This is not the first time I have written about what happened in 1987. In fact, this is the third time. The first I wrote as a junior in high school. I wrote it as my S.W.E.T test essay. S.W.E.T was an essay test I remember doing every year in school. I have no idea what it stood for but it was a big deal in English class. It had to have a rough draft, a couple of other pages to help edit it and it had to be handwritten in cursive. I wrote it more as a technical description of the surgeries and ICU stay; I left out the prayer and my fear. My teacher, after having read my story, offered some advice to make it better. She said something about making it more personal and sharing more of what I felt in the darkness. I remember saying, “I don’t want to share that. It’s too personal.” She graciously said okay and I got a 4 instead of a 4 plus. That grade basically translated to a B+ and I was mad. I was an A student and felt I deserved that plus. I stewed over that for a while, but I also considered what she said. The incident had taken place only a few years before and I was very guarded against people finding out that I had prayed to die. Wasn’t that a sin or something? I thought.

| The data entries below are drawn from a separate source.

use serde::de::DeserializeOwned;
use serde::Serialize;
use thiserror::Error;

/// A single field-level validation failure.
///
/// Serialises as `{"loc": [...], "msg": "...", "type": "..."}`, the shape
/// clients receive inside a 422 `detail` array.
#[derive(Debug, Clone, PartialEq, Eq, Serialize)]
pub struct FieldError {
    /// Path to the offending value, starting at the request part (`body`).
    pub loc: Vec<String>,
    /// Human-readable description of the failure.
    pub msg: String,
    /// Machine-readable failure category, e.g. `too_short`.
    #[serde(rename = "type")]
    pub kind: String,
}

impl FieldError {
    /// Creates an error located under the request body at `path`.
    pub fn body(path: &[&str], kind: impl Into<String>, msg: impl Into<String>) -> Self {
        let mut loc = Vec::with_capacity(path.len() + 1);
        loc.push("body".to_string());
        loc.extend(path.iter().map(|segment| (*segment).to_string()));
        Self {
            loc,
            msg: msg.into(),
            kind: kind.into(),
        }
    }

    /// Appends a list index to the location.
    pub fn at_index(mut self, index: usize) -> Self {
        self.loc.push(index.to_string());
        self
    }
}

/// A non-empty-on-failure collection of [`FieldError`]s.
#[derive(Debug, Clone, Default, PartialEq, Eq, Serialize, Error)]
#[serde(transparent)]
#[error("{}", summary(.0))]
pub struct ValidationErrors(Vec<FieldError>);

fn summary(errors: &[FieldError]) -> String {
    let parts: Vec<String> = errors
        .iter()
        .map(|e| format!("{}: {}", e.loc.join("."), e.msg))
        .collect();
    format!("{} validation error(s): {}", errors.len(), parts.join("; "))
}

impl ValidationErrors {
    /// Creates an empty collection.
    pub fn new() -> Self {
        Self(Vec::new())
    }

    /// Creates a collection holding one error.
    pub fn single(error: FieldError) -> Self {
        Self(vec![error])
    }

    /// Records another failure.
    pub fn push(&mut self, error: FieldError) {
        self.0.push(error);
    }

    /// Returns true if no failure was recorded.
    pub fn is_empty(&self) -> bool {
        self.0.is_empty()
    }

    /// Number of recorded failures.
    pub fn len(&self) -> usize {
        self.0.len()
    }

    /// Iterates over the recorded failures.
    pub fn iter(&self) -> impl Iterator<Item = &FieldError> {
        self.0.iter()
    }

    /// Returns `value` if nothing was recorded, otherwise the collected errors.
    pub fn into_result<T>(self, value: T) -> Result<T, Self> {
        if self.is_empty() {
            Ok(value)
        } else {
            Err(self)
        }
    }
}

/// Conversion from a raw deserialised wire payload into a validated type.
///
/// The wire shape (`Payload`) only guarantees field presence and JSON types;
/// `from_payload` enforces the remaining constraints and is the only way to
/// obtain the validated value.
pub trait FromPayload: Sized {
    /// The serde-deserialisable wire shape.
    type Payload: DeserializeOwned;

    /// Validates `payload`, reporting every failing field.
    fn from_payload(payload: Self::Payload) -> Result<Self, ValidationErrors>;
}

#[cfg(test)]
mod tests {
    use super::*;

    #[test]
    fn test_field_error_body_location() {
        let err =
            FieldError::body(&["ingredients"], "too_short", "List should have at least 1 item");
        assert_eq!(err.loc, vec!["body", "ingredients"]);
        let json = serde_json::to_value(&err).unwrap();
        assert_eq!(json["type"], "too_short");
        assert_eq!(json["loc"][1], "ingredients");
    }

    #[test]
    fn test_at_index_appends() {
        let err = FieldError::body(&["ingredients"], "string_too_short", "blank").at_index(2);
        assert_eq!(err.loc, vec!["body", "ingredients", "2"]);
    }

    #[test]
    fn test_errors_serialize_as_array() {
        let mut errors = ValidationErrors::new();
        errors.push(FieldError::body(&["a"], "x", "first"));
        errors.push(FieldError::body(&["b"], "y", "second"));
        let json = serde_json::to_value(&errors).unwrap();
        assert_eq!(json.as_array().unwrap().len(), 2);
        assert_eq!(
            errors.to_string(),
            "2 validation error(s): body.a: first; body.b: second"
        );
    }

    #[test]
    fn test_into_result() {
        assert_eq!(ValidationErrors::new().into_result(7), Ok(7));
        let failed = ValidationErrors::single(FieldError::body(&[], "x", "y")).into_result(7);
        assert!(failed.is_err());
    }
}
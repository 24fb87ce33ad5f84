use crate::backend::RecipeInference;
use crate::guard::GuardedInference;
use crate::stub::StubInference;
use sous_core::{
    ModelSettings, ParsedRecipe, RecipeParsingRequest, RecipeSuggestion, RecipeSuggestionRequest,
    SousResult,
};
use std::time::Duration;
use tracing::info;

/// Inference client that dispatches to a guarded backend.
///
/// Uses the `RecipeInference` trait to keep handlers independent of the
/// provider. Every backend is wrapped in [`GuardedInference`], so callers
/// always get a bounded call and validated output.
pub struct InferenceClient {
    backend: GuardedInference,
}

impl InferenceClient {
    /// Builds the client for the configured model.
    ///
    /// No provider protocol is implemented yet, so this is the placeholder
    /// backend bounded by `model.timeout`.
    pub fn new(model: &ModelSettings) -> Self {
        info!(
            model = %model.model_id,
            timeout_secs = model.timeout.as_secs(),
            "Using placeholder inference backend"
        );
        let timeout = model.timeout;
        Self::from_backend(Box::new(StubInference::new(model.clone())), timeout)
    }

    /// Create from a pre-built backend (for custom/external providers).
    pub fn from_backend(backend: Box<dyn RecipeInference>, timeout: Duration) -> Self {
        Self {
            backend: GuardedInference::new(backend, timeout),
        }
    }

    /// The per-call deadline applied to the backend.
    pub fn timeout(&self) -> Duration {
        self.backend.timeout()
    }

    /// Generate suggestions for the request.
    pub async fn suggest(
        &self,
        request: &RecipeSuggestionRequest,
    ) -> SousResult<Vec<RecipeSuggestion>> {
        self.backend.suggest(request).await
    }

    /// Parse the request's recipe text.
    pub async fn parse(&self, request: &RecipeParsingRequest) -> SousResult<ParsedRecipe> {
        self.backend.parse(request).await
    }
}
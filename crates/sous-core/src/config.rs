use crate::error::{SousError, SousResult};
use std::fmt;
use std::str::FromStr;
use std::time::Duration;

const DEFAULT_APP_NAME: &str = "Recipe AI Service";
const DEFAULT_MODEL_URL: &str = "https://api.openrouter.com/v1";
const DEFAULT_ALLOWED_ORIGINS: [&str; 2] = [
    "http://localhost:5001",
    "https://family-site.pythonanywhere.com",
];
const DEFAULT_HOST: &str = "0.0.0.0";
const DEFAULT_PORT: u16 = 8000;
const DEFAULT_INFERENCE_TIMEOUT_SECS: u64 = 30;

/// Deployment mode of the process.
#[derive(Debug, Clone, Copy, PartialEq, Eq, Default)]
pub enum Environment {
    /// Local development.
    #[default]
    Development,
    /// Pre-production.
    Staging,
    /// Production.
    Production,
    /// Automated tests.
    Test,
}

impl Environment {
    /// Lowercase name as accepted in `ENVIRONMENT`.
    pub fn as_str(self) -> &'static str {
        match self {
            Environment::Development => "development",
            Environment::Staging => "staging",
            Environment::Production => "production",
            Environment::Test => "test",
        }
    }

    /// True for [`Environment::Production`].
    pub fn is_production(self) -> bool {
        self == Environment::Production
    }
}

impl FromStr for Environment {
    type Err = SousError;

    fn from_str(s: &str) -> Result<Self, Self::Err> {
        match s.trim().to_ascii_lowercase().as_str() {
            "development" | "dev" => Ok(Environment::Development),
            "staging" => Ok(Environment::Staging),
            "production" | "prod" => Ok(Environment::Production),
            "test" => Ok(Environment::Test),
            other => Err(SousError::Config(format!(
                "ENVIRONMENT must be one of development, staging, production, test (got '{other}')"
            ))),
        }
    }
}

impl fmt::Display for Environment {
    fn fmt(&self, f: &mut fmt::Formatter<'_>) -> fmt::Result {
        f.write_str(self.as_str())
    }
}

/// Parameters for the external inference provider.
#[derive(Debug, Clone, PartialEq, Eq)]
pub struct ModelSettings {
    /// Provider endpoint.
    pub base_url: String,
    /// Model identifier sent to the provider.
    pub model_id: String,
    /// Site URL reported to the provider.
    pub site_url: String,
    /// Application name reported to the provider.
    pub app_name: String,
    /// Upper bound on a single inference call.
    pub timeout: Duration,
}

/// Process-wide configuration. Built once at startup and shared read-only.
#[derive(Clone, PartialEq, Eq)]
pub struct Settings {
    /// Human-readable service name.
    pub app_name: String,
    /// Key clients must present in `X-API-Key`; also the provider credential.
    pub api_key: String,
    /// Inference provider parameters.
    pub model: ModelSettings,
    /// Deployment mode.
    pub environment: Environment,
    /// Origins allowed by CORS. `*` allows any origin.
    pub allowed_origins: Vec<String>,
    /// Bind host.
    pub host: String,
    /// Bind port.
    pub port: u16,
}

impl fmt::Debug for Settings {
    fn fmt(&self, f: &mut fmt::Formatter<'_>) -> fmt::Result {
        f.debug_struct("Settings")
            .field("app_name", &self.app_name)
            .field("api_key", &"<redacted>")
            .field("model", &self.model)
            .field("environment", &self.environment)
            .field("allowed_origins", &self.allowed_origins)
            .field("host", &self.host)
            .field("port", &self.port)
            .finish()
    }
}

impl Settings {
    /// Loads settings from the process environment.
    pub fn from_env() -> SousResult<Self> {
        Self::from_lookup(|key| std::env::var(key).ok())
    }

    /// Loads settings from an arbitrary key lookup.
    ///
    /// Every missing required variable is reported in a single error.
    pub fn from_lookup<F>(lookup: F) -> SousResult<Self>
    where
        F: Fn(&str) -> Option<String>,
    {
        let get = |key: &str| lookup(key).filter(|v| !v.trim().is_empty());

        let mut missing = Vec::new();
        let mut required = |key: &'static str| {
            get(key).unwrap_or_else(|| {
                missing.push(key);
                String::new()
            })
        };
        let api_key = required("OPENROUTER_API_KEY");
        let model_id = required("OPENROUTER_MODEL");
        let site_url = required("OPENROUTER_SITE_URL");
        let model_app_name = required("OPENROUTER_APP_NAME");
        if !missing.is_empty() {
            return Err(SousError::Config(format!(
                "missing required environment variable(s): {}",
                missing.join(", ")
            )));
        }

        let timeout_secs = match get("INFERENCE_TIMEOUT_SECS") {
            Some(raw) => parse_number::<u64>("INFERENCE_TIMEOUT_SECS", &raw)?,
            None => DEFAULT_INFERENCE_TIMEOUT_SECS,
        };
        if timeout_secs == 0 {
            return Err(SousError::Config(
                "INFERENCE_TIMEOUT_SECS must be greater than zero".into(),
            ));
        }

        let port = match get("PORT") {
            Some(raw) => parse_number::<u16>("PORT", &raw)?,
            None => DEFAULT_PORT,
        };

        let environment = match get("ENVIRONMENT") {
            Some(raw) => raw.parse()?,
            None => Environment::default(),
        };

        let allowed_origins = match get("ALLOWED_ORIGINS") {
            Some(raw) => parse_origins(&raw)?,
            None => DEFAULT_ALLOWED_ORIGINS
                .iter()
                .map(|o| (*o).to_string())
                .collect(),
        };

        Ok(Self {
            app_name: get("APP_NAME").unwrap_or_else(|| DEFAULT_APP_NAME.to_string()),
            api_key,
            model: ModelSettings {
                base_url: get("OPENROUTER_URL").unwrap_or_else(|| DEFAULT_MODEL_URL.to_string()),
                model_id,
                site_url,
                app_name: model_app_name,
                timeout: Duration::from_secs(timeout_secs),
            },
            environment,
            allowed_origins,
            host: get("HOST").unwrap_or_else(|| DEFAULT_HOST.to_string()),
            port,
        })
    }

    /// `host:port` string suitable for binding.
    pub fn bind_addr(&self) -> String {
        format!("{}:{}", self.host, self.port)
    }
}

fn parse_number<T: FromStr>(key: &str, raw: &str) -> SousResult<T> {
    raw.trim()
        .parse()
        .map_err(|_| SousError::Config(format!("{key} must be a valid number (got '{raw}')")))
}

/// Accepts a JSON array (`["a","b"]`) or a comma-separated list.
fn parse_origins(raw: &str) -> SousResult<Vec<String>> {
    let trimmed = raw.trim();
    let origins: Vec<String> = if trimmed.starts_with('[') {
        serde_json::from_str(trimmed)
            .map_err(|e| SousError::Config(format!("ALLOWED_ORIGINS is not a JSON list: {e}")))?
    } else {
        trimmed
            .split(',')
            .map(str::trim)
            .filter(|o| !o.is_empty())
            .map(String::from)
            .collect()
    };
    Ok(origins)
}
//! Block render engine for murmur.
//!
//! Drains the delta queue once per block, mutates the oscillator bank,
//! derives the modulated snapshot, and renders through the waveform and
//! FM-algorithm dispatch into soft-clipped 16-bit frames.

pub mod algorithm;
mod bank;
mod filter;
mod mixer;
mod modulate;
mod queue;
mod waveforms;

pub use bank::{resolve_in_half, Bank, Globals, HALF};
pub use filter::{FilterState, ThreeBandEq};
pub use mixer::{Engine, SoftClip};
pub use modulate::{AlgoSnapshot, OpSnapshot, Snapshot};
pub use queue::DeltaQueue;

In college ENG 101 I tried it again, this time with feeling, and the teacher wrote “WOW! What an amazing story!” on my paper. Yet that time I still did not tell how God was woven around the events of that December. It has and always will be one of the most pivotal times in my life. Writing this now, I have edited this version about 1000 times and each time I get to the end, to the part with the light, I cannot help but shed a tear of relief. I remember all of it so well that tension builds in my shoulders as I remember the horrors and the light. It is a lesson I will never forget.
To make the story of how Christ called me through all of the events in 1987 make sense to you, I will have to tell you a lot of back story, beginning with the fact that I never remember a time when I did not know God. He was always there and I never doubted that. The youngest child of a single-parent mother, I began life as a healthy baby, the healthiest baby of Mom’s five children. Oh, the irony in that thought.
At five years old, I came down with a bad case of strep throat. My mom made sure I finished the medicine, but almost immediately the infection came right back. This happened over and over for about three months. Mom begged the doctor to remove my tonsils but the doctor refused, saying that they did not remove tonsils any more. I guess 1981 medicine was far too sophisticated for barbaric practices such as removing tonsils. The doctor kept prescribing stronger and stronger doses of Amoxicillin. The final round of antibiotics were big green capsules that I had to learn how to swallow. Mom had a hard time trying to get her kindergartner to swallow that pill. She felt so bad for me, her baby girl, because my throat hurt so much I could barely swallow water, much less this giant capsule. Mom resorted to bribing me with ice cream. She coaxed me to swallow the pill with a chocolate milkshake, then she gave me a small bowl of chocolate ice cream to soothe my throat and my anger. The strep infection subsided and I was back to normal again. Or so we thought. Doctors later discovered that the infection had permanently damaged my kidneys and to a lesser extent, my heart and eyes.
The summer when I was seven, I remember going to the bathroom one afternoon. When I turned to flush, I saw the toilet bowl was bright red with blood. Horrified, I tried to flush it down to hide it, but the chain inside the toilet tank broke and the handle hung uselessly. I ran upstairs and hid under my bed, knowing that someone would see the blood and I would have to go back to the dreaded doctor again. My brother saw the blood, which he promptly reported to Mom. A life of doctors, needles, and pills ensued.
Living with kidney failure is not easy. I was weak and had no appetite. My family called me “puny.” Being in poor health also made me susceptible to many other illnesses such as pneumonia. Oftentimes I sadly had to sit and watch my brothers, sister, and friends go play while I laid on the couch with some sickness or I would miserably watch the through the window as the other children had exciting adventures I heard about later. I hated life by the time I was nine years old and occasionally contemplated suicide. I did not tell anyone of those thoughts and did not want to actually kill myself, but I wanted to die.
In my eyes, kidney failure was the most embarrassing of all illnesses one could get. In my first hospital stay when I seven years old, my roommate was a 16-year-old cheerleader who had been diagnosed with diabetes. I thought her illness and giving shots was amazingly powerful, yet I was stuck peeing in a cup. I wished for a “cool” disease like diabetes - not a disease involving bathroom stuff. Ridiculous, yes, but that was a child’s reasoning through misery.
I was not miserable all the time and had a fairly happy, sheltered childhood. My disease was like a silent shadow that often went unnoticed until it stopped me from doing the things I wanted to do or brought attention to me as the “sick” kid.